Книга: Том 3. Журавлиная родина. Календарь природы
Назад: Торф*
Дальше: Комментарии

Мох

Туголянские озера находятся в лесных верховьях Волги, только значительно повыше, чем описано у Мельникова-Печерского, среди красных сфагновых мхов, заключенных между притоком Волги Нерлью и притоком Нерли – Кубрей. Тут мы нащупывали место для грандиозной электростанции. Наша экспедиция по исследованию торфа для станции разбилась на три отряда: один шел за Нерлью на север, где мох был еще сравнительно молодой, другой работал на Игобле против Кубри, а на юге возле Туголянских озер вся разведочная работа легла на меня, тут я бродил совершенно один в ожидании, когда для точной съемки освободятся люди на севере.
Невольно задумаешься о странном названии урочища Туголяны, в котором расположились моховые озера: если считать слово древнерусским, туга значит скорбь, то получается одно предрасположение к этому краю, а если урочищем владел какой-нибудь Тугенляндский барон, то выходит страна добродетели. Мне ближе русское понимание, потому что не наблюдал я никакой особенной добродетели у людей, обреченных зарабатывать себе существование сбором клюквы, ручным дроблением громаднейших пней и перегонкой этой смолистой щепы в деготь и скипидар.
В эту туголянскую страну я ходил из Шепелева, последнего села, тяготеющего к Москве. В Шепелеве с испокон веков жили шорники, – вернее, жили и занимались земледелием их женщины, а сами шорники работали в Москве, деляги-ребята много всего московского тащили бабам в деревню. Тут у меня и сейчас есть довольно знакомых, отличных людей. И вот замечательно, когда кому-нибудь в этом краю станешь расхваливать шепелевских, получаешь неизменно один и тот же ответ, что, мол, их отцы и деды жили в Москве и там научились хорошему. Будь это раз, а то постоянно, и оттого является желание противопоставить это одностороннему огульному суждению о вреде цивилизации. Напротив, если по клюквенной тропе, единственному пути через мох, перейти в Ведомшу, где люди живут исключительно дарами природы – сбором клюквы, смолы с подсеченных деревьев, перегонкой дерева в деготь и скипидар, – то надо быть каким-то неисправимым народником или толстовцем, чтобы соблазняться примером жития этих всегда бледных от вдыхания баговника людей, часто с зелеными лицами от постоянного недоедания.

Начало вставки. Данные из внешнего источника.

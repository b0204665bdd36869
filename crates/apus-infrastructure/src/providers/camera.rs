//! Capture session provider
//!
//! [`CaptureDevice`] stands for the single physical camera. Every
//! [`SessionCameraManager`] handed out by the registry drives the same
//! device, so session state is consistent no matter how often the
//! capability is resolved.

use std::fmt;
use std::sync::{Arc, Mutex, MutexGuard, PoisonError, RwLock};

use apus_domain::constants::MIN_ZOOM_FACTOR;
use apus_domain::ports::{CameraManager, FrameHandler};
use apus_domain::value_objects::{Image, Size};
use tracing::{debug, trace};

use crate::config::CameraConfig;

#[derive(Debug, Clone)]
struct SessionState {
    running: bool,
    flash_on: bool,
    zoom_factor: f32,
    last_frame: Option<Image>,
}

impl Default for SessionState {
    fn default() -> Self {
        Self {
            running: false,
            flash_on: false,
            zoom_factor: MIN_ZOOM_FACTOR,
            last_frame: None,
        }
    }
}

/// The camera hardware behind every session manager
pub struct CaptureDevice {
    max_zoom: f32,
    frame_size: Size,
    state: Mutex<SessionState>,
    handler: RwLock<Option<FrameHandler>>,
}

impl CaptureDevice {
    #[allow(clippy::cast_precision_loss)]
    pub fn new(config: &CameraConfig) -> Self {
        Self {
            max_zoom: config.max_zoom.max(MIN_ZOOM_FACTOR),
            frame_size: Size::new(config.frame_width as f32, config.frame_height as f32),
            state: Mutex::new(SessionState::default()),
            handler: RwLock::new(None),
        }
    }

    pub fn max_zoom(&self) -> f32 {
        self.max_zoom
    }

    /// Feed a frame from the hardware
    ///
    /// Dropped unless the session is running. The frame handler runs
    /// without any device lock held.
    pub fn deliver_frame(&self, frame: Image) -> bool {
        {
            let mut state = self.lock_state();
            if !state.running {
                trace!("Dropping frame, session not running");
                return false;
            }
            state.last_frame = Some(frame.clone());
        }

        let handler = self
            .handler
            .read()
            .unwrap_or_else(PoisonError::into_inner)
            .clone();
        if let Some(handler) = handler {
            handler(&frame);
        }
        true
    }

    /// Stop the session and forget the handler and flash/zoom state
    pub fn power_off(&self) {
        *self.lock_state() = SessionState::default();
        *self.handler.write().unwrap_or_else(PoisonError::into_inner) = None;
    }

    fn lock_state(&self) -> MutexGuard<'_, SessionState> {
        self.state.lock().unwrap_or_else(PoisonError::into_inner)
    }
}

impl fmt::Debug for CaptureDevice {
    fn fmt(&self, f: &mut fmt::Formatter<'_>) -> fmt::Result {
        let has_handler = self
            .handler
            .read()
            .map(|handler| handler.is_some())
            .unwrap_or(false);
        f.debug_struct("CaptureDevice")
            .field("max_zoom", &self.max_zoom)
            .field("frame_size", &self.frame_size)
            .field("state", &*self.lock_state())
            .field("has_handler", &has_handler)
            .finish()
    }
}

/// Camera manager driving a shared [`CaptureDevice`]
#[derive(Debug, Clone)]
pub struct SessionCameraManager {
    device: Arc<CaptureDevice>,
}

impl SessionCameraManager {
    pub fn new(device: Arc<CaptureDevice>) -> Self {
        Self { device }
    }
}

impl CameraManager for SessionCameraManager {
    fn is_session_running(&self) -> bool {
        self.device.lock_state().running
    }

    fn is_flash_on(&self) -> bool {
        self.device.lock_state().flash_on
    }

    fn zoom_factor(&self) -> f32 {
        self.device.lock_state().zoom_factor
    }

    fn image_size(&self) -> Size {
        self.device.frame_size
    }

    fn start_session(&self) {
        self.device.lock_state().running = true;
        debug!("Capture session started");
    }

    fn stop_session(&self) {
        let mut state = self.device.lock_state();
        state.running = false;
        state.last_frame = None;
        debug!("Capture session stopped");
    }

    fn capture_photo(&self) -> Option<Image> {
        let state = self.device.lock_state();
        if state.running {
            state.last_frame.clone()
        } else {
            None
        }
    }

    fn toggle_flash(&self) {
        let mut state = self.device.lock_state();
        state.flash_on = !state.flash_on;
        debug!(flash_on = state.flash_on, "Flash toggled");
    }

    fn zoom(&self, factor: f32) {
        if factor.is_nan() {
            return;
        }
        let clamped = factor.clamp(MIN_ZOOM_FACTOR, self.device.max_zoom);
        self.device.lock_state().zoom_factor = clamped;
        trace!(requested = factor, applied = clamped, "Zoom set");
    }

    fn set_frame_handler(&self, handler: FrameHandler) {
        *self
            .device
            .handler
            .write()
            .unwrap_or_else(PoisonError::into_inner) = Some(handler);
    }
}
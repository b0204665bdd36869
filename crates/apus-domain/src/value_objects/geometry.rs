//! Geometry primitives in floating point image space

use serde::{Deserialize, Serialize};

/// A point in 2D space
#[derive(Debug, Clone, Copy, PartialEq, Default, Serialize, Deserialize)]
pub struct Point {
    pub x: f32,
    pub y: f32,
}

impl Point {
    pub fn new(x: f32, y: f32) -> Self {
        Self { x, y }
    }
}

/// A width/height pair
#[derive(Debug, Clone, Copy, PartialEq, Default, Serialize, Deserialize)]
pub struct Size {
    pub width: f32,
    pub height: f32,
}

impl Size {
    pub fn new(width: f32, height: f32) -> Self {
        Self { width, height }
    }

    /// Width divided by height, zero for a degenerate size
    pub fn aspect_ratio(&self) -> f32 {
        if self.height == 0.0 {
            0.0
        } else {
            self.width / self.height
        }
    }
}

/// An axis-aligned rectangle with its origin at the top-left corner
#[derive(Debug, Clone, Copy, PartialEq, Default, Serialize, Deserialize)]
pub struct Rect {
    pub origin: Point,
    pub size: Size,
}

impl Rect {
    pub fn new(x: f32, y: f32, width: f32, height: f32) -> Self {
        Self {
            origin: Point::new(x, y),
            size: Size::new(width, height),
        }
    }

    pub fn min_x(&self) -> f32 {
        self.origin.x
    }

    pub fn min_y(&self) -> f32 {
        self.origin.y
    }

    pub fn max_x(&self) -> f32 {
        self.origin.x + self.size.width
    }

    pub fn max_y(&self) -> f32 {
        self.origin.y + self.size.height
    }

    pub fn width(&self) -> f32 {
        self.size.width
    }

    pub fn height(&self) -> f32 {
        self.size.height
    }

    pub fn area(&self) -> f32 {
        self.size.width * self.size.height
    }

    /// Map a rect in normalized (0..1) image coordinates onto a view that
    /// shows the image aspect-fit and centered.
    pub fn aspect_fit_to_display(&self, image_size: Size, display_size: Size) -> Rect {
        let image_aspect = image_size.aspect_ratio();
        let display_aspect = display_size.aspect_ratio();

        let (fitted, offset) = if image_aspect > display_aspect {
            let fitted = Size::new(display_size.width, display_size.width / image_aspect);
            (
                fitted,
                Point::new(0.0, (display_size.height - fitted.height) / 2.0),
            )
        } else {
            let fitted = Size::new(display_size.height * image_aspect, display_size.height);
            (
                fitted,
                Point::new((display_size.width - fitted.width) / 2.0, 0.0),
            )
        };

        Rect::new(
            self.min_x() * fitted.width + offset.x,
            self.min_y() * fitted.height + offset.y,
            self.width() * fitted.width,
            self.height() * fitted.height,
        )
    }
}
//! Structured logging with tracing
//!
//! Console output is plain text or JSON; an optional daily-rotated file
//! mirrors it. `APUS_LOG` overrides the configured filter.

use std::ffi::OsStr;
use std::path::Path;

use apus_domain::error::{Error, Result};
use tracing::{Level, info, warn};
use tracing_subscriber::layer::SubscriberExt;
use tracing_subscriber::util::SubscriberInitExt;
use tracing_subscriber::{EnvFilter, Registry, fmt};

pub use crate::config::LoggingConfig;
use crate::constants::{LOG_ENV_VAR, LOG_FILE_PREFIX};

/// Initialize logging with the provided configuration
///
/// Fails if the level is invalid or a global subscriber is already set.
pub fn init_logging(config: &LoggingConfig) -> Result<()> {
    let level = parse_log_level(&config.level)?;
    let filter =
        EnvFilter::try_from_env(LOG_ENV_VAR).unwrap_or_else(|_| EnvFilter::new(&config.level));

    let file_appender = config.file_output.as_ref().map(|path| {
        tracing_appender::rolling::daily(
            path.parent().unwrap_or_else(|| Path::new(".")),
            path.file_stem().unwrap_or_else(|| OsStr::new(LOG_FILE_PREFIX)),
        )
    });

    // Layer types differ between the branches
    let installed = if config.json_format {
        let stdout = fmt::layer()
            .json()
            .with_target(true)
            .with_thread_names(true)
            .with_file(true)
            .with_line_number(true);
        let registry = Registry::default().with(filter);
        match file_appender {
            Some(appender) => {
                let file = fmt::layer()
                    .json()
                    .with_writer(appender)
                    .with_ansi(false)
                    .with_target(true);
                registry.with(stdout).with(file).try_init()
            }
            None => registry.with(stdout).try_init(),
        }
    } else {
        let stdout = fmt::layer()
            .with_target(true)
            .with_thread_names(true)
            .with_file(true)
            .with_line_number(true);
        let registry = Registry::default().with(filter);
        match file_appender {
            Some(appender) => {
                let file = fmt::layer()
                    .with_writer(appender)
                    .with_ansi(false)
                    .with_target(true);
                registry.with(stdout).with(file).try_init()
            }
            None => registry.with(stdout).try_init(),
        }
    };

    installed.map_err(|err| Error::configuration(format!("Failed to install subscriber: {err}")))?;

    info!("Logging initialized with level: {}", level);
    Ok(())
}

/// Parse log level string to tracing Level
pub fn parse_log_level(level: &str) -> Result<Level> {
    match level.to_lowercase().as_str() {
        "trace" => Ok(Level::TRACE),
        "debug" => Ok(Level::DEBUG),
        "info" => Ok(Level::INFO),
        "warn" | "warning" => Ok(Level::WARN),
        "error" => Ok(Level::ERROR),
        _ => Err(Error::configuration(format!(
            "Invalid log level: {level}. Use trace, debug, info, warn, or error"
        ))),
    }
}

/// Log configuration loading status
pub fn log_config_loaded(config_path: &Path, success: bool) {
    if success {
        info!("Configuration loaded from {}", config_path.display());
    } else {
        warn!("Configuration file not found: {}", config_path.display());
    }
}
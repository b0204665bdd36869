//! Concurrent Access Tests

use std::sync::Arc;
use std::thread;

use apus_infrastructure::di::Registry;

trait Counter: Send + Sync {
    fn value(&self) -> usize;
}

struct Fixed(usize);

impl Counter for Fixed {
    fn value(&self) -> usize {
        self.0
    }
}

#[test]
fn test_concurrent_registration_and_resolution() {
    let registry = Registry::new();
    registry.register_instance::<dyn Counter>(Arc::new(Fixed(0)));

    thread::scope(|scope| {
        for worker in 0..8 {
            let registry = registry.clone();
            scope.spawn(move || {
                for round in 0..200 {
                    if round % 10 == 0 {
                        registry.register_instance::<dyn Counter>(Arc::new(Fixed(worker)));
                    }
                    assert!(registry.resolve::<dyn Counter>().value() < 8);
                }
            });
        }
    });

    assert!(registry.resolve::<dyn Counter>().value() < 8);
}

#[test]
fn test_factory_resolving_under_contention() {
    let registry = Registry::new();
    registry.register_instance::<usize>(Arc::new(3));
    let weak = registry.downgrade();
    registry.register_factory::<dyn Counter, _>(move || {
        Arc::new(Fixed(*weak.resolve::<usize>()))
    });

    thread::scope(|scope| {
        for _ in 0..4 {
            let registry = registry.clone();
            scope.spawn(move || {
                for _ in 0..100 {
                    assert_eq!(registry.resolve::<dyn Counter>().value(), 3);
                }
            });
        }
    });
}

Туголянские озера лежат как раз между Шепелевом, где я временно жил, и теми чахлыми замошными деревнями. Много видел я мест по Дубне столь глухих, что без особенного уменья рассказывать, писать и фотографировать трудно было бы кого-нибудь убедить, что почти под Москвою дремлют такие места, но Туголянские озера все превзошли: такое можно сравнить только с Карелией, где даже лесному человеку становится жутко в лесном безлюдье и кажется, что вот-вот как-нибудь ни с того ни с сего только от этого безлюдья и кончишься. Больше всего этой жути придает глубоко мягкий мох, до того осыпанный ягодами, что часами видишь перед собой только голубое и красное. Как устаешь идти по такому глубокому, мягкому! А то случается, разорвется что-то между подушками мха, нога там зацепится совершенно, как если бы тебя кто-нибудь крепко схватил за ногу: там, внизу, под этим верхним, осыпанным ягодами мхом бывает иногда веками гниющий в черной воде лес. Рассказывают, будто оба Туголянских озера образовались именно так: лес провалился с мхом, на котором он стоял и так долго держался. Да это и самому приходит в голову, когда видишь берег озера, как оборванный край мохового болота с громадными кочками у самой воды и отражениями в ней клюквы, гонобобеля, брусники.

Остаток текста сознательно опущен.